## Assignment
The records below are to be written out again, exactly as they appear.

-=-=-=-=-

//! Request handlers for the API endpoints.

use std::sync::Arc;

use axum::Json;
use axum::extract::{Query, State};
use axum::http::StatusCode;
use axum::response::IntoResponse;
use tracing::warn;

use super::AppState;
use super::types::{
    ErrorResponse, EstimateRequest, EstimateResponse, RowRecord, RowsQuery, SummaryResponse,
};
use crate::error::Result;
use crate::io::{read_consumption, samples_from_value};
use crate::pipeline::{Estimate, estimate};

/// Returns the served configuration and its self-consumption report.
///
/// `GET /summary` → 200 + `SummaryResponse` JSON
pub async fn get_summary(State(state): State<Arc<AppState>>) -> Json<SummaryResponse> {
    Json(SummaryResponse {
        config: state.config.clone(),
        report: state.estimate.report.clone(),
    })
}

/// Returns joined rows, optionally filtered by row index range.
///
/// `GET /rows` → 200 + `Vec<RowRecord>` JSON
/// `GET /rows?from=N&to=M` → filtered range (inclusive)
/// `GET /rows?from=10&to=5` → 400 + `ErrorResponse`
pub async fn get_rows(
    State(state): State<Arc<AppState>>,
    Query(query): Query<RowsQuery>,
) -> impl IntoResponse {
    let from = query.from.unwrap_or(0);
    let to = query.to.unwrap_or(usize::MAX);

    if from > to {
        return Err((
            StatusCode::BAD_REQUEST,
            Json(ErrorResponse {
                error: format!("`from` ({from}) must be <= `to` ({to})"),
            }),
        ));
    }

    let table = &state.estimate.table;
    let records: Vec<RowRecord> = table
        .rows
        .iter()
        .enumerate()
        .filter(|(i, _)| *i >= from && *i <= to)
        .map(|(i, r)| RowRecord::from_row(i, r, table))
        .collect();

    Ok(Json(records))
}

/// Runs the pipeline on the posted inputs.
///
/// `POST /estimate` → 200 + `EstimateResponse` JSON
/// invalid input or configuration → 422 + `ErrorResponse`
pub async fn post_estimate(
    State(state): State<Arc<AppState>>,
    Json(request): Json<EstimateRequest>,
) -> impl IntoResponse {
    match run_request(&state, &request) {
        Ok(est) => Ok(Json(EstimateResponse {
            rows: RowRecord::from_table(&est.table),
            report: est.report,
        })),
        Err(e) => {
            warn!(error = %e, "estimate request rejected");
            Err((
                StatusCode::UNPROCESSABLE_ENTITY,
                Json(ErrorResponse {
                    error: e.to_string(),
                }),
            ))
        }
    }
}

fn run_request(state: &AppState, request: &EstimateRequest) -> Result<Estimate> {
    let mut cfg = state.config.clone();
    if let Some(capacities) = &request.capacities {
        cfg.capacity.multipliers = capacities.clone();
    }
    cfg.ensure_valid()?;

    let consumption = read_consumption(request.consumption_csv.as_bytes(), &cfg.consumption)?;
    let production = samples_from_value(&request.production, &cfg.production)?;
    estimate(&consumption, &production, &cfg)
}

#[cfg(test)]
mod tests {
    use axum::body::Body;
    use axum::http::Request;
    use serde_json::json;
    use tower::util::ServiceExt;

    use super::*;
    use crate::api::router;
    use crate::config::PipelineConfig;
    use crate::series::{ConsumptionRecord, ProductionSample};

    const CONSUMPTION_CSV: &str = "meta\nmeta\nHorodate;Valeur\n\
2023-06-01T12:00:00+00:00;300\n\
2023-06-01T12:30:00+00:00;500\n\
2023-06-01T13:00:00+00:00;200\n";

    fn make_test_state() -> Arc<AppState> {
        let config = PipelineConfig::default();
        let consumption: Vec<ConsumptionRecord> = (0..24)
            .flat_map(|h| {
                [
                    ConsumptionRecord::new(format!("2023-06-01T{h:02}:00:00+00:00"), 400.0),
                    ConsumptionRecord::new(format!("2023-06-01T{h:02}:30:00+00:00"), 600.0),
                ]
            })
            .collect();
        let production: Vec<ProductionSample> = (6..20)
            .map(|h| ProductionSample::new(format!("20200601:{h:02}10"), 300.0))
            .collect();
        let estimate = estimate(&consumption, &production, &config).expect("estimate");
        Arc::new(AppState { config, estimate })
    }

    async fn body_json(resp: axum::response::Response) -> serde_json::Value {
        let body = axum::body::to_bytes(resp.into_body(), usize::MAX)
            .await
            .unwrap();
        serde_json::from_slice(&body).unwrap()
    }

    #[tokio::test]
    async fn summary_returns_200() {
        let app = router(make_test_state());

        let req = Request::builder()
            .uri("/summary")
            .body(Body::empty())
            .unwrap();
        let resp = app.oneshot(req).await.unwrap();
        assert_eq!(resp.status(), StatusCode::OK);

        let json = body_json(resp).await;
        assert!(json.get("config").is_some());
        assert_eq!(json["report"]["rows"], 24);
        assert_eq!(json["report"]["unmatched_rows"], 10);
    }

    #[tokio::test]
    async fn rows_range_query() {
        let app = router(make_test_state());

        let req = Request::builder()
            .uri("/rows?from=5&to=10")
            .body(Body::empty())
            .unwrap();
        let resp = app.oneshot(req).await.unwrap();
        assert_eq!(resp.status(), StatusCode::OK);

        let json = body_json(resp).await;
        let rows = json.as_array().cloned().unwrap_or_default();
        assert_eq!(rows.len(), 6);
        assert_eq!(rows[0]["index"], 5);
        assert_eq!(rows[0]["production_w"], serde_json::Value::Null);
        assert_eq!(rows[1]["production_6kwc"], 1800.0);
    }

    #[tokio::test]
    async fn rows_invalid_range_returns_400() {
        let app = router(make_test_state());

        let req = Request::builder()
            .uri("/rows?from=10&to=5")
            .body(Body::empty())
            .unwrap();
        let resp = app.oneshot(req).await.unwrap();
        assert_eq!(resp.status(), StatusCode::BAD_REQUEST);
        assert!(body_json(resp).await.get("error").is_some());
    }

    #[tokio::test]
    async fn estimate_runs_pipeline() {
        let app = router(make_test_state());
        let body = json!({
            "consumption_csv": CONSUMPTION_CSV,
            "production": { "outputs": { "hourly": [
                { "time": "20200601:1210", "P": 100.0 },
                { "time": "20210601:1210", "P": 200.0 }
            ] } },
            "capacities": [2.0]
        });

        let req = Request::builder()
            .method("POST")
            .uri("/estimate")
            .header("content-type", "application/json")
            .body(Body::from(body.to_string()))
            .unwrap();
        let resp = app.oneshot(req).await.unwrap();
        assert_eq!(resp.status(), StatusCode::OK);

        let json = body_json(resp).await;
        let rows = json["rows"].as_array().cloned().unwrap_or_default();
        assert_eq!(rows.len(), 2);
        assert_eq!(rows[0]["consumption_w"], 400.0);
        assert_eq!(rows[0]["production_w"], 150.0);
        assert_eq!(rows[0]["production_2kwc"], 300.0);
        assert_eq!(rows[1]["production_w"], serde_json::Value::Null);
    }

    #[tokio::test]
    async fn estimate_with_empty_production_returns_422() {
        let app = router(make_test_state());
        let body = json!({
            "consumption_csv": CONSUMPTION_CSV,
            "production": []
        });

        let req = Request::builder()
            .method("POST")
            .uri("/estimate")
            .header("content-type", "application/json")
            .body(Body::from(body.to_string()))
            .unwrap();
        let resp = app.oneshot(req).await.unwrap();
        assert_eq!(resp.status(), StatusCode::UNPROCESSABLE_ENTITY);

        let json = body_json(resp).await;
        assert_eq!(json["error"], "production series is empty");
    }
}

-=-=-=-=-

## Exercise output
//! Request handlers for the API endpoints.

use std::sync::Arc;

use axum::Json;
use axum::extract::{Query, State};
use axum::http::StatusCode;
use axum::response::IntoResponse;
use tracing::warn;

use super::AppState;
use super::types::{
    ErrorResponse, EstimateRequest, EstimateResponse, RowRecord, RowsQuery, SummaryResponse,
};
use crate::error::Result;
use crate::io::{read_consumption, samples_from_value};
use crate::pipeline::{Estimate, estimate};

/// Returns the served configuration and its self-consumption report.
///
/// `GET /summary` → 200 + `SummaryResponse` JSON
pub async fn get_summary(State(state): State<Arc<AppState>>) -> Json<SummaryResponse> {
    Json(SummaryResponse {
        config: state.config.clone(),
        report: state.estimate.report.clone(),
    })
}

/// Returns joined rows, optionally filtered by row index range.
///
/// `GET /rows` → 200 + `Vec<RowRecord>` JSON
/// `GET /rows?from=N&to=M` → filtered range (inclusive)
/// `GET /rows?from=10&to=5` → 400 + `ErrorResponse`
pub async fn get_rows(
    State(state): State<Arc<AppState>>,
    Query(query): Query<RowsQuery>,
) -> impl IntoResponse {
    let from = query.from.unwrap_or(0);
    let to = query.to.unwrap_or(usize::MAX);

    if from > to {
        return Err((
            StatusCode::BAD_REQUEST,
            Json(ErrorResponse {
                error: format!("`from` ({from}) must be <= `to` ({to})"),
            }),
        ));
    }

    let table = &state.estimate.table;
    let records: Vec<RowRecord> = table
        .rows
        .iter()
        .enumerate()
        .filter(|(i, _)| *i >= from && *i <= to)
        .map(|(i, r)| RowRecord::from_row(i, r, table))
        .collect();

    Ok(Json(records))
}

/// Runs the pipeline on the posted inputs.
///
/// `POST /estimate` → 200 + `EstimateResponse` JSON
/// invalid input or configuration → 422 + `ErrorResponse`
pub async fn post_estimate(
    State(state): State<Arc<AppState>>,
    Json(request): Json<EstimateRequest>,
) -> impl IntoResponse {
    match run_request(&state, &request) {
        Ok(est) => Ok(Json(EstimateResponse {
            rows: RowRecord::from_table(&est.table),
            report: est.report,
        })),
        Err(e) => {
            warn!(error = %e, "estimate request rejected");
            Err((
                StatusCode::UNPROCESSABLE_ENTITY,
                Json(ErrorResponse {
                    error: e.to_string(),
                }),
            ))
        }
    }
}

fn run_request(state: &AppState, request: &EstimateRequest) -> Result<Estimate> {
    let mut cfg = state.config.clone();
    if let Some(capacities) = &request.capacities {
        cfg.capacity.multipliers = capacities.clone();
    }
    cfg.ensure_valid()?;

    let consumption = read_consumption(request.consumption_csv.as_bytes(), &cfg.consumption)?;
    let production = samples_from_value(&request.production, &cfg.production)?;
    estimate(&consumption, &production, &cfg)
}

#[cfg(test)]
mod tests {
    use axum::body::Body;
    use axum::http::Request;
    use serde_json::json;
    use tower::util::ServiceExt;

    use super::*;
    use crate::api::router;
    use crate::config::PipelineConfig;
    use crate::series::{ConsumptionRecord, ProductionSample};

    const CONSUMPTION_CSV: &str = "meta\nmeta\nHorodate;Valeur\n\
2023-06-01T12:00:00+00:00;300\n\
2023-06-01T12:30:00+00:00;500\n\
2023-06-01T13:00:00+00:00;200\n";

    fn make_test_state() -> Arc<AppState> {
        let config = PipelineConfig::default();
        let consumption: Vec<ConsumptionRecord> = (0..24)
            .flat_map(|h| {
                [
                    ConsumptionRecord::new(format!("2023-06-01T{h:02}:00:00+00:00"), 400.0),
                    ConsumptionRecord::new(format!("2023-06-01T{h:02}:30:00+00:00"), 600.0),
                ]
            })
            .collect();
        let production: Vec<ProductionSample> = (6..20)
            .map(|h| ProductionSample::new(format!("20200601:{h:02}10"), 300.0))
            .collect();
        let estimate = estimate(&consumption, &production, &config).expect("estimate");
        Arc::new(AppState { config, estimate })
    }

    async fn body_json(resp: axum::response::Response) -> serde_json::Value {
        let body = axum::body::to_bytes(resp.into_body(), usize::MAX)
            .await
            .unwrap();
        serde_json::from_slice(&body).unwrap()
    }

    #[tokio::test]
    async fn summary_returns_200() {
        let app = router(make_test_state());

        let req = Request::builder()
            .uri("/summary")
            .body(Body::empty())
            .unwrap();
        let resp = app.oneshot(req).await.unwrap();
        assert_eq!(resp.status(), StatusCode::OK);

        let json = body_json(resp).await;
        assert!(json.get("config").is_some());
        assert_eq!(json["report"]["rows"], 24);
        assert_eq!(json["report"]["unmatched_rows"], 10);
    }

    #[tokio::test]
    async fn rows_range_query() {
        let app = router(make_test_state());

        let req = Request::builder()
            .uri("/rows?from=5&to=10")
            .body(Body::empty())
            .unwrap();
        let resp = app.oneshot(req).await.unwrap();
        assert_eq!(resp.status(), StatusCode::OK);

        let json = body_json(resp).await;
        let rows = json.as_array().cloned().unwrap_or_default();
        assert_eq!(rows.len(), 6);
        assert_eq!(rows[0]["index"], 5);
        assert_eq!(rows[0]["production_w"], serde_json::Value::Null);
        assert_eq!(rows[1]["production_6kwc"], 1800.0);
    }

    #[tokio::test]
    async fn rows_invalid_range_returns_400() {
        let app = router(make_test_state());

        let req = Request::builder()
            .uri("/rows?from=10&to=5")
            .body(Body::empty())
            .unwrap();
        let resp = app.oneshot(req).await.unwrap();
        assert_eq!(resp.status(), StatusCode::BAD_REQUEST);
        assert!(body_json(resp).await.get("error").is_some());
    }

    #[tokio::test]
    async fn estimate_runs_pipeline() {
        let app = router(make_test_state());
        let body = json!({
            "consumption_csv": CONSUMPTION_CSV,
            "production": { "outputs": { "hourly": [
                { "time": "20200601:1210", "P": 100.0 },
                { "time": "20210601:1210", "P": 200.0 }
            ] } },
            "capacities": [2.0]
        });

        let req = Request::builder()
            .method("POST")
            .uri("/estimate")
            .header("content-type", "application/json")
            .body(Body::from(body.to_string()))
            .unwrap();
        let resp = app.oneshot(req).await.unwrap();
        assert_eq!(resp.status(), StatusCode::OK);

        let json = body_json(resp).await;
        let rows = json["rows"].as_array().cloned().unwrap_or_default();
        assert_eq!(rows.len(), 2);
        assert_eq!(rows[0]["consumption_w"], 400.0);
        assert_eq!(rows[0]["production_w"], 150.0);
        assert_eq!(rows[0]["production_2kwc"], 300.0);
        assert_eq!(rows[1]["production_w"], serde_json::Value::Null);
    }

    #[tokio::test]
    async fn estimate_with_empty_production_returns_422() {
        let app = router(make_test_state());
        let body = json!({
            "consumption_csv": CONSUMPTION_CSV,
            "production": []
        });

        let req = Request::builder()
            .method("POST")
            .uri("/estimate")
            .header("content-type", "application/json")
            .body(Body::from(body.to_string()))
            .unwrap();
        let resp = app.oneshot(req).await.unwrap();
        assert_eq!(resp.status(), StatusCode::UNPROCESSABLE_ENTITY);

        let json = body_json(resp).await;
        assert_eq!(json["error"], "production series is empty");
    }
}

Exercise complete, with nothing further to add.